YOUR ASSIGNMENT:
Show all lines from the data that include the word "found".

DATA EXTRACT:
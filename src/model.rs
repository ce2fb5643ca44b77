use serde::{Deserialize, Serialize};
use std::fmt;

/// Operating mode of the device. Unrecognized values are kept verbatim so they
/// can be reported and written back unchanged.
#[derive(Clone, Debug, PartialEq, Eq, Hash, Serialize, Deserialize)]
#[serde(from = "String", into = "String")]
pub enum Mode {
    Standalone,
    Simulator,
    Subscriber,
    Publisher,
    Unknown(String),
}

impl Mode {
    pub fn parse(value: &str) -> Self {
        match value {
            "Standalone" => Mode::Standalone,
            "Simulator" => Mode::Simulator,
            "Subscriber" => Mode::Subscriber,
            "Publisher" => Mode::Publisher,
            other => Mode::Unknown(other.to_string()),
        }
    }

    pub fn as_str(&self) -> &str {
        match self {
            Mode::Standalone => "Standalone",
            Mode::Simulator => "Simulator",
            Mode::Subscriber => "Subscriber",
            Mode::Publisher => "Publisher",
            Mode::Unknown(raw) => raw,
        }
    }

    pub fn is_known(&self) -> bool {
        !matches!(self, Mode::Unknown(_))
    }

    pub fn all() -> [Mode; 4] {
        [
            Mode::Standalone,
            Mode::Simulator,
            Mode::Subscriber,
            Mode::Publisher,
        ]
    }
}

impl From<String> for Mode {
    fn from(value: String) -> Self {
        Mode::parse(&value)
    }
}

impl From<Mode> for String {
    fn from(mode: Mode) -> Self {
        mode.as_str().to_string()
    }
}

impl fmt::Display for Mode {
    fn fmt(&self, f: &mut fmt::Formatter<'_>) -> fmt::Result {
        f.write_str(self.as_str())
    }
}

#[derive(Clone, Debug, PartialEq, Serialize, Deserialize)]
#[serde(default)]
pub struct SysConfig {
    pub mode: Mode,
    /// Power level (W) that switches the relays on.
    pub limit: i64,
    pub alarm_on_time: i64,
    pub alarm_timeout: i64,
    /// Seconds after relay-on before the alarm fires if power is still high.
    pub alarm_delay: i64,
    pub lower_pow_limit: i64,
    pub relay_timeout: i64,
    pub connection_timeout: i64,
    pub alarm_pin: String,
    pub relay_pins: String,
    pub cycle_time: i64,
}

impl Default for SysConfig {
    fn default() -> Self {
        Self {
            mode: Mode::Simulator,
            limit: 5000,
            alarm_on_time: 15,
            alarm_timeout: 60,
            alarm_delay: 40,
            lower_pow_limit: 4000,
            relay_timeout: 300,
            connection_timeout: 300,
            alarm_pin: "J8:3".to_string(),
            relay_pins: "J8:11; J8:13".to_string(),
            cycle_time: 5,
        }
    }
}

#[derive(Clone, Debug, PartialEq, Serialize, Deserialize)]
#[serde(default)]
pub struct ModbusConfig {
    pub ip: String,
    pub port: i64,
    pub timeout: i64,
    pub acq_time: i64,
}

impl Default for ModbusConfig {
    fn default() -> Self {
        Self {
            ip: "192.168.1.45".to_string(),
            port: 1502,
            timeout: 5,
            acq_time: 30,
        }
    }
}

#[derive(Clone, Debug, PartialEq, Serialize, Deserialize)]
#[serde(default)]
pub struct MqttConfig {
    pub broker_ip: String,
    pub username: String,
    pub password: String,
    pub port: i64,
    pub topic: String,
}

impl Default for MqttConfig {
    fn default() -> Self {
        Self {
            broker_ip: "192.168.1.54".to_string(),
            username: "username".to_string(),
            password: "password".to_string(),
            port: 1883,
            topic: "Power".to_string(),
        }
    }
}

/// The document exchanged on `/config`. Older devices call the first
/// section `user`.
#[derive(Clone, Debug, Default, PartialEq, Serialize, Deserialize)]
#[serde(default)]
pub struct DeviceConfig {
    #[serde(alias = "user")]
    pub sys: SysConfig,
    pub modbus: ModbusConfig,
    pub mqtt: MqttConfig,
}

#[derive(Clone, Debug, PartialEq, Serialize, Deserialize)]
pub struct TelemetrySample {
    pub load: i64,
    #[serde(rename = "PV")]
    pub pv: i64,
    pub grid: i64,
    pub status: String,
}

#[derive(Clone, Debug, PartialEq, Eq, Serialize, Deserialize)]
pub struct ManualCommand {
    pub pin: String,
    pub enabled: bool,
}

#[cfg(test)]
mod tests {
    use super::*;
    use serde_json::json;

    #[test]
    fn mode_keeps_unknown_values() {
        let mode: Mode = serde_json::from_value(json!("Turbo")).unwrap();
        assert_eq!(mode, Mode::Unknown("Turbo".into()));
        assert_eq!(serde_json::to_value(&mode).unwrap(), json!("Turbo"));
        assert!(!mode.is_known());
    }

    #[test]
    fn device_config_accepts_legacy_user_section() {
        let config: DeviceConfig = serde_json::from_value(json!({
            "user": { "mode": "Subscriber", "alarm_pin": "A1" },
            "mqtt": { "topic": "Load" }
        }))
        .unwrap();
        assert_eq!(config.sys.mode, Mode::Subscriber);
        assert_eq!(config.sys.alarm_pin, "A1");
        assert_eq!(config.sys.limit, 5000);
        assert_eq!(config.mqtt.topic, "Load");
        assert_eq!(config.modbus, ModbusConfig::default());
    }

    #[test]
    fn telemetry_uses_pv_key() {
        let sample = TelemetrySample {
            load: 3,
            pv: 1,
            grid: 2,
            status: "NA".into(),
        };
        let value = serde_json::to_value(&sample).unwrap();
        assert_eq!(value, json!({"load": 3, "PV": 1, "grid": 2, "status": "NA"}));
    }
}
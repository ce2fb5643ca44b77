use std::env;

pub struct AppConfig {
    pub http_bind: String,
    pub shutdown_command: Vec<String>,
}

impl AppConfig {
    pub fn from_env() -> Self {
        Self {
            http_bind: env_var("HTTP_BIND", "0.0.0.0:8000"),
            shutdown_command: env_var("SHUTDOWN_COMMAND", "systemctl poweroff")
                .split_whitespace()
                .map(str::to_string)
                .collect(),
        }
    }
}

fn env_var(key: &str, default: &str) -> String {
    env::var(key).unwrap_or_else(|_| default.to_string())
}
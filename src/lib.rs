//! Control panel for a power-monitoring relay device.
//!
//! The panel side (`page`, `codec`, `mode`, `manual`, `live`, `sync`) keeps a
//! model of the configuration page in step with the device. The device side
//! (`web`, `simulator`, `ui`) serves that page, the `/config` document and the
//! live socket.

pub mod codec;
pub mod config;
pub mod error;
pub mod live;
pub mod manual;
pub mod mode;
pub mod model;
pub mod page;
pub mod simulator;
pub mod sync;
pub mod ui;
pub mod web;

pub use error::{PanelError, PanelResult};
impl<'a> LoadedConfig<'a> {
    fn parse(config: &'a Value) -> PanelResult<Self> {
        let root = config
            .as_object()
            .ok_or_else(|| PanelError::Protocol("config is not an object".into()))?;
        let (generation, sys) = match (root.get("sys"), root.get("user")) {
            (Some(sys), _) => (Generation::Current, sys),
            (None, Some(user)) => (Generation::Legacy, user),
            (None, None) => {
                return Err(PanelError::Protocol("config has no sys section".into()));
            }
        };
        let sys = sys
            .as_object()
            .ok_or_else(|| PanelError::Protocol("sys section is not an object".into()))?;
        Ok(Self {
            generation,
            sys,
            modbus: section(root, "modbus")?,
            mqtt: section(root, "mqtt")?,
        })
    }

    fn mode(&self) -> Option<Mode> {
        self.sys.get("mode").and_then(Value::as_str).map(Mode::parse)
    }
}

fn section<'a>(
    root: &'a Map<String, Value>,
    name: &str,
) -> PanelResult<Option<&'a Map<String, Value>>> {
    match root.get(name) {
        None => Ok(None),
        Some(Value::Object(map)) => Ok(Some(map)),
        Some(_) => Err(PanelError::Protocol(format!(
            "{name} section is not an object"
        ))),
    }
}

pub struct ConfigSyncClient<A> {
    api: A,
    generation: Generation,
}
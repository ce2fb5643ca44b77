//! Toggle rows for driving the alarm and relay pins by hand.
//!
//! The list is derived from the `alarm_pin` and `relay_pins` keys of the sys
//! section and is thrown away and rebuilt on every load or save.

use crate::codec::display_text;
use crate::model::ManualCommand;
use serde_json::{Map, Value};

pub const RELAY_PIN_SEPARATOR: char = ';';

#[derive(Clone, Copy, Debug, PartialEq, Eq)]
pub enum PinRole {
    Alarm,
    Relay,
}

impl PinRole {
    pub fn label(self) -> &'static str {
        match self {
            PinRole::Alarm => "Alarm pin",
            PinRole::Relay => "Relay pin",
        }
    }
}

#[derive(Clone, Debug, PartialEq, Eq)]
pub struct ManualEntry {
    pub pin: String,
    pub role: PinRole,
}

/// Alarm pin first, then relay pins in listed order. Duplicates are kept.
/// A missing or blank `alarm_pin` yields no alarm row.
pub fn entries(sys: &Map<String, Value>) -> Vec<ManualEntry> {
    let mut out = Vec::new();
    match sys.get("alarm_pin").map(display_text) {
        Some(pin) if !pin.trim().is_empty() => out.push(ManualEntry {
            pin: pin.trim().to_string(),
            role: PinRole::Alarm,
        }),
        _ => tracing::debug!("No alarm pin configured"),
    }
    if let Some(pins) = sys.get("relay_pins").map(display_text) {
        out.extend(
            pins.split(RELAY_PIN_SEPARATOR)
                .map(str::trim)
                .filter(|pin| !pin.is_empty())
                .map(|pin| ManualEntry {
                    pin: pin.to_string(),
                    role: PinRole::Relay,
                }),
        );
    }
    out
}

#[derive(Clone, Debug, PartialEq, Eq)]
pub struct ManualControl {
    pub pin: String,
    pub role: PinRole,
    pub enabled: bool,
}

impl ManualControl {
    pub fn label(&self) -> &'static str {
        self.role.label()
    }
}

#[derive(Clone, Debug, Default, PartialEq, Eq)]
pub struct ManualControlPanel {
    controls: Vec<ManualControl>,
}

impl ManualControlPanel {
    pub fn new() -> Self {
        Self::default()
    }

    pub fn build(&mut self, sys: &Map<String, Value>) -> usize {
        self.controls.clear();
        self.controls
            .extend(entries(sys).into_iter().map(|entry| ManualControl {
                pin: entry.pin,
                role: entry.role,
                enabled: false,
            }));
        tracing::debug!("Built {} manual controls", self.controls.len());
        self.controls.len()
    }

    pub fn rebuild(&mut self, sys: &Map<String, Value>) -> usize {
        self.build(sys)
    }

    pub fn controls(&self) -> &[ManualControl] {
        &self.controls
    }

    pub fn get(&self, pin: &str) -> Option<&ManualControl> {
        self.controls.iter().find(|control| control.pin == pin)
    }

    pub fn pins(&self) -> impl Iterator<Item = &str> {
        self.controls.iter().map(|control| control.pin.as_str())
    }

    pub fn len(&self) -> usize {
        self.controls.len()
    }

    pub fn is_empty(&self) -> bool {
        self.controls.is_empty()
    }

    /// Flips every row for `pin` and returns the single command describing the
    /// interaction, or `None` when no row carries that pin.
    pub fn set(&mut self, pin: &str, enabled: bool) -> Option<ManualCommand> {
        let mut found = false;
        for control in self.controls.iter_mut().filter(|c| c.pin == pin) {
            control.enabled = enabled;
            found = true;
        }
        found.then(|| ManualCommand {
            pin: pin.to_string(),
            enabled,
        })
    }
}
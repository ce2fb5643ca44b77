use thiserror::Error;

#[derive(Debug, Error)]
pub enum PanelError {
    #[error("transport failure: {0}")]
    Transport(String),
    #[error("protocol failure: {0}")]
    Protocol(String),
    #[error("unrecognized operating mode '{0}'")]
    Policy(String),
}

pub type PanelResult<T> = Result<T, PanelError>;

impl From<reqwest::Error> for PanelError {
    fn from(err: reqwest::Error) -> Self {
        PanelError::Transport(err.to_string())
    }
}

impl From<serde_json::Error> for PanelError {
    fn from(err: serde_json::Error) -> Self {
        PanelError::Protocol(err.to_string())
    }
}
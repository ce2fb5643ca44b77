//! Live socket to the device: telemetry in, manual commands out.
//!
//! [`LiveChannel`] is the connection state machine and is driven one event at
//! a time by its owner. [`connect`] runs the actual websocket on a task and
//! feeds the owner through a channel.

use crate::codec::display_text;
use crate::error::{PanelError, PanelResult};
use crate::model::ManualCommand;
use crate::page::Dashboard;
use futures_util::{SinkExt, StreamExt};
use serde::Deserialize;
use serde_json::Value;
use tokio::sync::mpsc;
use tokio_tungstenite::tungstenite::Message;

pub const SOCKET_PATH: &str = "/ws";

#[derive(Clone, Copy, Debug, PartialEq, Eq)]
pub enum ChannelState {
    Connecting,
    Open,
    Closed,
}

#[derive(Clone, Debug, PartialEq, Eq)]
pub enum ChannelEvent {
    Opened,
    Frame(String),
    Error(String),
    Closed,
}

#[derive(Debug, Deserialize)]
struct TelemetryFrame {
    load: Option<Value>,
    #[serde(rename = "PV")]
    pv: Option<Value>,
    grid: Option<Value>,
    status: Option<Value>,
}

#[derive(Debug)]
pub struct LiveChannel {
    state: ChannelState,
    outbound: Option<mpsc::UnboundedSender<String>>,
}

impl LiveChannel {
    pub fn new(outbound: mpsc::UnboundedSender<String>) -> Self {
        Self {
            state: ChannelState::Connecting,
            outbound: Some(outbound),
        }
    }

    pub fn detached() -> Self {
        Self {
            state: ChannelState::Closed,
            outbound: None,
        }
    }

    pub fn state(&self) -> ChannelState {
        self.state
    }

    pub fn handle(&mut self, event: ChannelEvent, dashboard: &mut Dashboard) {
        match event {
            ChannelEvent::Opened => {
                if self.state == ChannelState::Connecting {
                    tracing::info!("Live channel open");
                    self.state = ChannelState::Open;
                }
            }
            ChannelEvent::Frame(text) => {
                if self.state != ChannelState::Open {
                    tracing::debug!("Dropping frame received while {:?}", self.state);
                    return;
                }
                if let Err(err) = apply_frame(&text, dashboard) {
                    tracing::warn!("Discarding telemetry frame: {err}");
                }
            }
            ChannelEvent::Error(reason) => {
                tracing::warn!("Live channel error: {reason}");
                self.close();
            }
            ChannelEvent::Closed => {
                if self.state != ChannelState::Closed {
                    tracing::info!("Live channel closed");
                }
                self.close();
            }
        }
    }

    /// Closing is final; a new channel is needed to reconnect.
    pub fn close(&mut self) {
        self.state = ChannelState::Closed;
        self.outbound = None;
    }

    pub fn send(&self, command: &ManualCommand) -> PanelResult<()> {
        let outbound = match (&self.state, &self.outbound) {
            (ChannelState::Open, Some(outbound)) => outbound,
            _ => {
                return Err(PanelError::Transport(format!(
                    "live channel is {:?}, command for {} not sent",
                    self.state, command.pin
                )));
            }
        };
        let text = serde_json::to_string(command)?;
        outbound
            .send(text)
            .map_err(|_| PanelError::Transport("live channel writer has stopped".into()))
    }
}

/// Updates the dashboard from one telemetry frame. Keys that are missing or
/// null keep their previous text.
pub fn apply_frame(text: &str, dashboard: &mut Dashboard) -> PanelResult<()> {
    let value: Value = serde_json::from_str(text)?;
    if !value.is_object() {
        return Err(PanelError::Protocol("telemetry frame is not an object".into()));
    }
    let frame: TelemetryFrame = serde_json::from_value(value)?;
    let targets = [
        (frame.load, &mut dashboard.load),
        (frame.pv, &mut dashboard.pv),
        (frame.grid, &mut dashboard.grid),
        (frame.status, &mut dashboard.status),
    ];
    for (value, label) in targets {
        if let Some(value) = value {
            *label = display_text(&value);
        }
    }
    Ok(())
}

pub fn socket_url(page_url: &str) -> PanelResult<String> {
    let (scheme, rest) = page_url
        .split_once("://")
        .ok_or_else(|| PanelError::Protocol(format!("no scheme in page url '{page_url}'")))?;
    let socket_scheme = match scheme.to_ascii_lowercase().as_str() {
        "https" => "wss",
        "http" => "ws",
        other => {
            return Err(PanelError::Protocol(format!(
                "unsupported page scheme '{other}'"
            )));
        }
    };
    let host = rest.split(['/', '?', '#']).next().unwrap_or_default();
    if host.is_empty() {
        return Err(PanelError::Protocol(format!("no host in page url '{page_url}'")));
    }
    Ok(format!("{socket_scheme}://{host}{SOCKET_PATH}"))
}

/// Opens the websocket on a background task. Returns the outbound sender for
/// [`LiveChannel::new`] and the event stream to feed into
/// [`LiveChannel::handle`]. The stream always ends with [`ChannelEvent::Closed`].
pub fn connect(
    url: String,
) -> (
    mpsc::UnboundedSender<String>,
    mpsc::UnboundedReceiver<ChannelEvent>,
) {
    let (out_tx, out_rx) = mpsc::unbounded_channel();
    let (event_tx, event_rx) = mpsc::unbounded_channel();
    tokio::spawn(drive(url, out_rx, event_tx));
    (out_tx, event_rx)
}

async fn drive(
    url: String,
    mut outbound: mpsc::UnboundedReceiver<String>,
    events: mpsc::UnboundedSender<ChannelEvent>,
) {
    let stream = match tokio_tungstenite::connect_async(url.as_str()).await {
        Ok((stream, _)) => stream,
        Err(err) => {
            let _ = events.send(ChannelEvent::Error(format!("connect {url}: {err}")));
            let _ = events.send(ChannelEvent::Closed);
            return;
        }
    };
    let _ = events.send(ChannelEvent::Opened);
    let (mut sink, mut source) = stream.split();

    loop {
        tokio::select! {
            next = outbound.recv() => match next {
                Some(text) => {
                    if let Err(err) = sink.send(Message::Text(text)).await {
                        let _ = events.send(ChannelEvent::Error(err.to_string()));
                        break;
                    }
                }
                None => {
                    let _ = sink.close().await;
                    break;
                }
            },
            frame = source.next() => match frame {
                Some(Ok(Message::Text(text))) => {
                    if events.send(ChannelEvent::Frame(text)).is_err() {
                        break;
                    }
                }
                Some(Ok(Message::Close(_))) | None => break,
                Some(Ok(_)) => {}
                Some(Err(err)) => {
                    let _ = events.send(ChannelEvent::Error(err.to_string()));
                    break;
                }
            },
        }
    }
    let _ = events.send(ChannelEvent::Closed);
}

ANSWER SPACE:
        let mut found = false;
            found = true;
        found.then(|| ManualCommand {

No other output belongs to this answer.